I once was told that there are three things a sales person needs to know: when will a prospect buy, who are the decision makers, and how much money will they give me.

I wonder how true this is now. Or if these are the most appropriate benchmark needs of a seller. Let’s go through each of them:

1. When will a prospect buy?

People buy only when their entire decision team figures out how to bring in something new while ensuring that the status quo (the people, policies, initiatives, partners, rules, relationships, etc.) won’t be severely affected by the new solution coming in. It’s got absolutely nothing whatsoever to do with their need – they’ve done without trying to ‘fix’ the problem this long, why do they need to hurry up and potentially risk some sort of fallout? We are the ones who want them to hurry up. We notice a ‘problem’ and we have the perfect ‘solution’ of course, and think that there is obviously a need for an immediate resolution.

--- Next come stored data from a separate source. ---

//! Transform-level tests over the public encryption API.
//!
//! These tests exercise key schedules and payload transforms directly, without a
//! module, covering every supported element type and iteration count.

use obscura::{
    compiler::EventLog,
    config::{EffectivePolicy, FilterFacets, Level, Levels},
    descriptor::DescriptorTable,
    encryption::{transform, DecryptionMode, EncryptionEngine, KeySchedule},
    filter::FilterEngine,
    ir::{pack_values, GlobalVar, Module, ScalarType, Value},
    Result,
};

/// Boundary values of a width: zero, one, signed max, signed min, all bits set.
fn boundaries(ty: ScalarType) -> Vec<Value> {
    let bits = ty.bits();
    let all = if bits == 64 { u64::MAX } else { (1u64 << bits) - 1 };
    let signed_max = all >> 1;
    [0, 1, signed_max, signed_max + 1, all, 0xA5A5_A5A5_A5A5_A5A5 & all]
        .into_iter()
        .map(|raw| Value::new(ty, raw))
        .collect()
}

#[test]
fn test_round_trip_every_width_and_iteration_count() -> Result<()> {
    let schedule = KeySchedule::new(0xDEAD_BEEF, "roundtrip.c");
    let types = [
        ScalarType::I8,
        ScalarType::I16,
        ScalarType::I32,
        ScalarType::I64,
        ScalarType::F32,
        ScalarType::F64,
    ];

    for ty in types {
        let plain = pack_values(&boundaries(ty));
        for iterations in 1..=15 {
            let lite = schedule.derive_level("value", Level::Lite, iterations);
            let deep = schedule.derive_level("value", Level::Deep, iterations);

            for (lite, deep) in [(&lite[..], &[][..]), (&[][..], &deep[..]), (&lite[..], &deep[..])] {
                let cipher = transform::encode_payload(ty, &plain, lite, deep)?;
                assert_eq!(cipher.len(), plain.len(), "{ty} x{iterations}");
                let decoded = transform::decode_payload(ty, &cipher, lite, deep)?;
                assert_eq!(decoded, plain, "{ty} x{iterations}");
            }
        }
    }
    Ok(())
}

#[test]
fn test_special_float_bit_patterns_survive() -> Result<()> {
    let schedule = KeySchedule::new(1, "floats.c");
    let lite = schedule.derive_level("f", Level::Lite, 3);
    let deep = schedule.derive_level("f", Level::Deep, 3);

    let values = [
        f64::NAN,
        f64::INFINITY,
        f64::NEG_INFINITY,
        -0.0,
        f64::MIN_POSITIVE,
        f64::EPSILON,
    ]
    .map(Value::f64);
    let plain = pack_values(&values);
    let cipher = transform::encode_payload(ScalarType::F64, &plain, &lite, &deep)?;
    assert_eq!(
        transform::decode_payload(ScalarType::F64, &cipher, &lite, &deep)?,
        plain
    );
    Ok(())
}

#[test]
fn test_artifact_matches_policy() -> Result<()> {
    let mut module = Module::new("unit.c");
    module.add_global(GlobalVar::array(
        "table",
        ScalarType::I16,
        &[Value::i16(-2), Value::i16(0), Value::i16(i16::MAX)],
    ));
    let table = DescriptorTable::globals(&module);
    let (_, descriptor) = table.iter().next().expect("table is a candidate");

    let policy = EffectivePolicy::disabled()
        .with_levels(Levels::LITE | Levels::DEEP)
        .with_iterations(Level::Lite, 3)
        .with_iterations(Level::Deep, 2)
        .with_arrays_lite_only(true);
    let levels = FilterEngine::evaluate(descriptor, &policy).levels();
    assert_eq!(levels, Levels::LITE);

    let engine = EncryptionEngine::new(7, "unit.c");
    let artifact = engine
        .encrypt(descriptor, levels, &policy, &EventLog::new())?
        .expect("table is encrypted");

    assert_eq!(artifact.mode, DecryptionMode::InlineLite);
    assert_eq!(artifact.iterations(Level::Lite), 3);
    assert_eq!(artifact.iterations(Level::Deep), 0);
    assert_eq!(artifact.cipher_bytes.len(), descriptor.initial_value.len());
    assert_eq!(artifact.decrypt()?, descriptor.initial_value);
    Ok(())
}

#[test]
fn test_filter_is_total_and_deterministic() {
    let mut module = Module::new("unit.c");
    for (name, value) in [
        ("secret_key", Value::i32(1)),
        ("api_token", Value::i64(2)),
        ("ratio", Value::f32(0.5)),
        ("__enc_header_marker", Value::i32(1)),
    ] {
        module.add_global(GlobalVar::scalar(name, value));
    }
    let table = DescriptorTable::globals(&module);

    let policies = [
        EffectivePolicy::implicit(),
        EffectivePolicy::disabled(),
        EffectivePolicy::implicit().with_whitelist(FilterFacets::default().with_names(["secret"])),
        EffectivePolicy::implicit().with_blacklist(FilterFacets::default().with_bits([32])),
        EffectivePolicy::implicit().with_skip_arrays(true),
    ];

    for policy in &policies {
        for (_, descriptor) in table.iter() {
            let first = FilterEngine::evaluate(descriptor, policy);
            let second = FilterEngine::evaluate(descriptor, policy);
            assert_eq!(first, second);
            if descriptor.is_reserved() {
                assert!(!first.is_included());
            }
        }
    }

    let whitelist = &policies[2];
    let included: Vec<&str> = table
        .iter()
        .filter(|(_, d)| FilterEngine::included(d, whitelist))
        .map(|(_, d)| d.name.as_str())
        .collect();
    assert_eq!(included, ["secret_key"]);
}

If you broke your leg, would you wait to get it fixed? I suspect not. You’d see the problem, feel the pain,and get it fixed immediately.

Rule: if your buyer had real ‘pain’ or a real ‘need’ they would have fixed their problem already. Finding the perfect solution is not their first concern: managing their environment in a way that will comfortably adopt to a more efficient business solution is.

I have one more comment about time. The time it takes for prospects to discover, and manage, all of their off-line decision criteria is the length of the buying cycle. When left of their own, they take quite a bit of time figuring this out, and they will never buy if they might irreparably harm something/someone. Using Buying Facilitation™ you can help them speed up their process by a factor of about 8. They will do this with you or without you. Your choice to wait, or be a neutral navigator.

2. Who are the decision makers?

Who cares? And what will you do with that data?

Let’s say that I know that in matters of money, you are ‘the decision maker’ in your family. First of all, that’s a specious phrase because everyone has a part in the decision, even if it’s not direct. Would you make a decision that harmed anyone in your family even it they don’t sign the check? If your daughter was allergic, would you bring home a cat? If your son was a year away from graduating, would you consider moving to the perfect house in a different state?

Next: even if you know EXACTLY who the decision makers are, what can you do about it? Call them – and go around your connection? Send them a gift? An email? And what if you can actually speak with them – what will you do? Try to convince them that your solution is the best? Get them to LIKE you so that they choose you over others? Discuss price?

First of all, no one on the Buying Decision Team can not know all of their decision criteria until they are just about at the point of choosing a solution, because the entire process is idiosyncratic and a mystery (to them certainly. For you – forget about it). When you were thinking of buying a house,was there any way you could have known all of the different types of decisions/choices you’d need to make along the path toward a solution? Of course not. So knowing who their decision makers are is pointless.

I once had a secretary who was very very protective of my time (that’s her job, after all). She was relentless: if she thought it was important for me to spend my time with someone, she’d stand there until I took the call or made sure I returned it in a short time span. If she thought the person would be a waste of my time, she’d hide the message slip. Sometimes I wouldn’t find it for weeks. Even though I yelled about it, she didn’t stop doing it. She used to cross her arms and glare at me: “I don’t care WHAT you are supposed to do with him. I don’t trust him. He’s rude, demanding, and disrespectful. You shouldn’t be in business with him.” So who, exactly, was the decision maker here? Not me, obviously.

3. How much money will I get?

If your buyers know exactly how to buy, and you help them manage their off-line process so they can meet and figure out their own buying criteria (that most likely has absolutely nothing to do with a need), they will have no issue with whatever you charge. I never, ever, get asked price. It’s only when buyers can’t tell the difference between two things and they both look equal that price becomes an issue.

All of your problems with buyers come from the sales cycle, which doesn’t give you the skills to do much more than discover needs/pain, and offer solutions. It’s time to facilitate a buyer’s criteria-based, off-line decision making. But the sales model won’t get you there.